Segment Start: Supplied records
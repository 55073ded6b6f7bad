use crate::progress::{ProgressResult, Trigger};
use serde::Serialize;

/// Newest entries kept per user.
pub const HISTORY_LIMIT: usize = 50;

pub const GRADES_CLEARED: &str = "All grades cleared.";

#[derive(Debug, Clone, PartialEq, Eq, Serialize)]
pub struct Notification {
    pub message: String,
    pub timestamp: String,
}

pub trait NotificationSink {
    fn push(&mut self, message: &str) -> anyhow::Result<()>;
}

impl NotificationSink for Vec<String> {
    fn push(&mut self, message: &str) -> anyhow::Result<()> {
        Vec::push(self, message.to_string());
        Ok(())
    }
}

pub fn render(section_name: &str, student_name: &str, trigger: &Trigger) -> String {
    match trigger {
        Trigger::ExcessiveAbsences(n) => {
            format!("{}, {} has {} absences.", section_name, student_name, n)
        }
        Trigger::ExcessiveLates(n) => format!("{}, {} has {} lates.", section_name, student_name, n),
        Trigger::Failing(grade) => format!(
            "{}, {} is failing (Final Grade: {}).",
            section_name, student_name, grade
        ),
    }
}

pub fn messages(result: &ProgressResult) -> Vec<String> {
    result
        .triggers
        .iter()
        .map(|t| render(&result.section_name, &result.student_name, t))
        .collect()
}

/// Push one message per trigger. Returns what was sent, in trigger order.
pub fn dispatch<S: NotificationSink + ?Sized>(
    sink: &mut S,
    result: &ProgressResult,
) -> anyhow::Result<Vec<String>> {
    let out = messages(result);
    for m in &out {
        sink.push(m)?;
        tracing::info!(text = %m, "notification dispatched");
    }
    Ok(out)
}

#[cfg(test)]
mod tests {
    use super::*;
    use crate::attendance::{AttendanceRecord, Status};
    use crate::calc::GradeInput;
    use crate::progress;

    #[test]
    fn failing_student_gets_all_messages() {
        let mut record = AttendanceRecord::new();
        for d in 1..=3 {
            record.insert(format!("2024-05-0{}", d), Status::Absent);
            record.insert(format!("2024-06-0{}", d), Status::Late);
        }
        let result = progress::evaluate("Grade 7 - Rizal", "Juan Cruz", &record, &GradeInput::default());
        let mut sink: Vec<String> = Vec::new();
        let sent = dispatch(&mut sink, &result).expect("dispatch");
        assert_eq!(sent, sink);
        assert_eq!(
            sink,
            vec![
                "Grade 7 - Rizal, Juan Cruz has 3 absences.".to_string(),
                "Grade 7 - Rizal, Juan Cruz has 3 lates.".to_string(),
                "Grade 7 - Rizal, Juan Cruz is failing (Final Grade: 60).".to_string(),
            ]
        );
    }
}
use crate::ipc::helpers::{
    db_err, get_required_str, get_required_text, with_store, HandlerErr, StoreHandler,
};
use crate::ipc::types::{AppState, Request};
use crate::store::StoreCtx;
use serde_json::{json, Value};

fn sections_list(ctx: &StoreCtx<'_>, _params: &Value) -> Result<Value, HandlerErr> {
    let sections = ctx.sections_list().map_err(db_err("db_query_failed"))?;
    Ok(json!({ "sections": sections }))
}

fn sections_create(ctx: &StoreCtx<'_>, params: &Value) -> Result<Value, HandlerErr> {
    let name = get_required_text(params, "name")?;
    let section_id = ctx
        .section_create(&name)
        .map_err(|e| db_err("db_insert_failed")(e).with_details(json!({ "table": "sections" })))?;
    tracing::info!(section_id = %section_id, "section created");
    Ok(json!({ "sectionId": section_id, "name": name }))
}

fn sections_rename(ctx: &StoreCtx<'_>, params: &Value) -> Result<Value, HandlerErr> {
    let section_id = get_required_str(params, "sectionId")?;
    let name = get_required_text(params, "name")?;
    let found = ctx
        .section_rename(&section_id, &name)
        .map_err(db_err("db_update_failed"))?;
    if !found {
        return Err(HandlerErr::not_found("section not found"));
    }
    Ok(json!({ "ok": true }))
}

fn sections_delete(ctx: &StoreCtx<'_>, params: &Value) -> Result<Value, HandlerErr> {
    let section_id = get_required_str(params, "sectionId")?;
    let Some(students_deleted) = ctx
        .section_delete(&section_id)
        .map_err(db_err("db_delete_failed"))?
    else {
        return Err(HandlerErr::not_found("section not found"));
    };
    tracing::info!(section_id = %section_id, students_deleted, "section deleted");
    Ok(json!({ "ok": true, "studentsDeleted": students_deleted }))
}

pub fn try_handle(state: &mut AppState, req: &Request) -> Option<serde_json::Value> {
    let run: StoreHandler = match req.method.as_str() {
        "sections.list" => sections_list,
        "sections.create" => sections_create,
        "sections.rename" => sections_rename,
        "sections.delete" => sections_delete,
        _ => return None,
    };
    Some(with_store(state, req, run))
}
Segment End: Supplied records
*Description of the task*.
Your job is to output all of the material exactly.

*Reply*.
repository 55073ded6b6f7bad
use crate::progress::{ProgressResult, Trigger};
use serde::Serialize;

/// Newest entries kept per user.
pub const HISTORY_LIMIT: usize = 50;

pub const GRADES_CLEARED: &str = "All grades cleared.";

#[derive(Debug, Clone, PartialEq, Eq, Serialize)]
pub struct Notification {
    pub message: String,
    pub timestamp: String,
}

pub trait NotificationSink {
    fn push(&mut self, message: &str) -> anyhow::Result<()>;
}

impl NotificationSink for Vec<String> {
    fn push(&mut self, message: &str) -> anyhow::Result<()> {
        Vec::push(self, message.to_string());
        Ok(())
    }
}

pub fn render(section_name: &str, student_name: &str, trigger: &Trigger) -> String {
    match trigger {
        Trigger::ExcessiveAbsences(n) => {
            format!("{}, {} has {} absences.", section_name, student_name, n)
        }
        Trigger::ExcessiveLates(n) => format!("{}, {} has {} lates.", section_name, student_name, n),
        Trigger::Failing(grade) => format!(
            "{}, {} is failing (Final Grade: {}).",
            section_name, student_name, grade
        ),
    }
}

pub fn messages(result: &ProgressResult) -> Vec<String> {
    result
        .triggers
        .iter()
        .map(|t| render(&result.section_name, &result.student_name, t))
        .collect()
}

/// Push one message per trigger. Returns what was sent, in trigger order.
pub fn dispatch<S: NotificationSink + ?Sized>(
    sink: &mut S,
    result: &ProgressResult,
) -> anyhow::Result<Vec<String>> {
    let out = messages(result);
    for m in &out {
        sink.push(m)?;
        tracing::info!(text = %m, "notification dispatched");
    }
    Ok(out)
}

#[cfg(test)]
mod tests {
    use super::*;
    use crate::attendance::{AttendanceRecord, Status};
    use crate::calc::GradeInput;
    use crate::progress;

    #[test]
    fn failing_student_gets_all_messages() {
        let mut record = AttendanceRecord::new();
        for d in 1..=3 {
            record.insert(format!("2024-05-0{}", d), Status::Absent);
            record.insert(format!("2024-06-0{}", d), Status::Late);
        }
        let result = progress::evaluate("Grade 7 - Rizal", "Juan Cruz", &record, &GradeInput::default());
        let mut sink: Vec<String> = Vec::new();
        let sent = dispatch(&mut sink, &result).expect("dispatch");
        assert_eq!(sent, sink);
        assert_eq!(
            sink,
            vec![
                "Grade 7 - Rizal, Juan Cruz has 3 absences.".to_string(),
                "Grade 7 - Rizal, Juan Cruz has 3 lates.".to_string(),
                "Grade 7 - Rizal, Juan Cruz is failing (Final Grade: 60).".to_string(),
            ]
        );
    }
}
use crate::ipc::helpers::{
    db_err, get_required_str, get_required_text, with_store, HandlerErr, StoreHandler,
};
use crate::ipc::types::{AppState, Request};
use crate::store::StoreCtx;
use serde_json::{json, Value};

fn sections_list(ctx: &StoreCtx<'_>, _params: &Value) -> Result<Value, HandlerErr> {
    let sections = ctx.sections_list().map_err(db_err("db_query_failed"))?;
    Ok(json!({ "sections": sections }))
}

fn sections_create(ctx: &StoreCtx<'_>, params: &Value) -> Result<Value, HandlerErr> {
    let name = get_required_text(params, "name")?;
    let section_id = ctx
        .section_create(&name)
        .map_err(|e| db_err("db_insert_failed")(e).with_details(json!({ "table": "sections" })))?;
    tracing::info!(section_id = %section_id, "section created");
    Ok(json!({ "sectionId": section_id, "name": name }))
}

fn sections_rename(ctx: &StoreCtx<'_>, params: &Value) -> Result<Value, HandlerErr> {
    let section_id = get_required_str(params, "sectionId")?;
    let name = get_required_text(params, "name")?;
    let found = ctx
        .section_rename(&section_id, &name)
        .map_err(db_err("db_update_failed"))?;
    if !found {
        return Err(HandlerErr::not_found("section not found"));
    }
    Ok(json!({ "ok": true }))
}

fn sections_delete(ctx: &StoreCtx<'_>, params: &Value) -> Result<Value, HandlerErr> {
    let section_id = get_required_str(params, "sectionId")?;
    let Some(students_deleted) = ctx
        .section_delete(&section_id)
        .map_err(db_err("db_delete_failed"))?
    else {
        return Err(HandlerErr::not_found("section not found"));
    };
    tracing::info!(section_id = %section_id, students_deleted, "section deleted");
    Ok(json!({ "ok": true, "studentsDeleted": students_deleted }))
}

pub fn try_handle(state: &mut AppState, req: &Request) -> Option<serde_json::Value> {
    let run: StoreHandler = match req.method.as_str() {
        "sections.list" => sections_list,
        "sections.create" => sections_create,
        "sections.rename" => sections_rename,
        "sections.delete" => sections_delete,
        _ => return None,
    };
    Some(with_store(state, req, run))
}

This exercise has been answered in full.